Anglers Mourn Loss of Russell Nelson, a Champion of Conservation

Fisheries conservation has lost a brilliant and influential advocate.



Russell Nelson, nationally acclaimed scientist and Chief Scientist for The Billfish Foundation died of an apparent heart attack on Saturday, Oct. 5 at his home in Fort Lauderdale. Nelson was 65.

Nelson led the former Florida Marine Fisheries Commission through a pivotal period, serving as executive director from 1987 to 2000.

Following his tenure with the Florida MFC he moved from Tallahassee to South Florida, where he started his own consulting firm, advising sport fishing conservation organizations and federal agencies on ocean fisheries management and protection.
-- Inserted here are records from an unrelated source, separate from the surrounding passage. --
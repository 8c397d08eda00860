//! Cryptographic helpers shared by the handoff codec and day tokens.
//!
//! Authenticated symmetric encryption, keyed lookup hashes, and the
//! calendar-day token derivation.

pub mod clock;
pub mod cryptor;
pub mod error;

pub use clock::SystemClock;
pub use cryptor::Cryptor;
pub use error::CryptoError;

#[cfg(test)]
pub use clock::FixedClock;
//! Turns a resolved account into a signed-in session.

use anyhow::{Context, Result};
use std::sync::Arc;
use tracing::info;

use crate::directory::{Account, Directory, SessionFlags, SessionGrant};

pub struct LoginFinalizer {
    directory: Arc<dyn Directory>,
    flags: Arc<dyn SessionFlags>,
}

impl LoginFinalizer {
    pub fn new(directory: Arc<dyn Directory>, flags: Arc<dyn SessionFlags>) -> Self {
        Self { directory, flags }
    }

    /// Sign `account` in and mark the login as delegated. No retries.
    pub fn finalize(&self, account: &Account) -> Result<SessionGrant> {
        let grant = self
            .directory
            .finalize_login(account)
            .context("Failed to create local session")?;

        info!(
            account_id = %account.id,
            "Successfully logged in by latvija.lv by user {}",
            account.display_name
        );

        self.flags
            .set_delegated(&account.id, true)
            .context("Failed to record delegated login")?;

        Ok(grant)
    }
}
“Russ was an enormous asset to the Marine Fisheries Commission and was a phenomenal contributor to the safety and conservation of many fisheries in the United States,” said R.Z. Safley, a former Florida legislator and one-time member (1986-1988) of the Marine Fisheries Commission. “He was a good scientist and a hard-nosed advocate for (marine conservation). He was important to the science of fishery management for decades.”

Nelson earned degrees from the University of North Carolina, before taking a Ph.D. in zoology, fisheries ecology and statistics from North Carolina State University.

The Florida Marine Fisheries Commission was created in 1983 to oversee the increased fishing pressures along the Florida coast. In 1999, the agency was merged into the Florida Wildlife Conservation Commission, becoming the Division of Marine Fisheries.

As director of Florida’s marine fisheries, Nelson was responsible for many of the sometimes-controversial size- and bag-limits on ocean fish, such as red snapper, grouper, kingfish and red drum. He guided Florida’s contentious transition after passage of the 1994 net ban, which imposed limits on the nets used by commercial fishermen. He was the author of numerous scientific papers about fish populations in the U.S. and abroad.

“He was well-educated; he was one of those guys, like Einstein, who had pathways through the brain the rest of us didn’t have,” said Roy Williams, former assistant executive director of the Marine Fisheries. “He was a good scientist but he also had pretty good political insight. Most of the issues we dealt with were tough, because you had to say ‘No,’ to somebody. Russ was good because he could balance the science and the politics.”

Nelson is survived by his second wife, Ellen Peel, two adult daughters, Rebecca and Kate, his mother and several siblings. A celebration of Nelson's life will be held Sunday, from 1 p.m. to 4 p.m., at the International Game Fish Association headquarters in Dania Beach, Florida.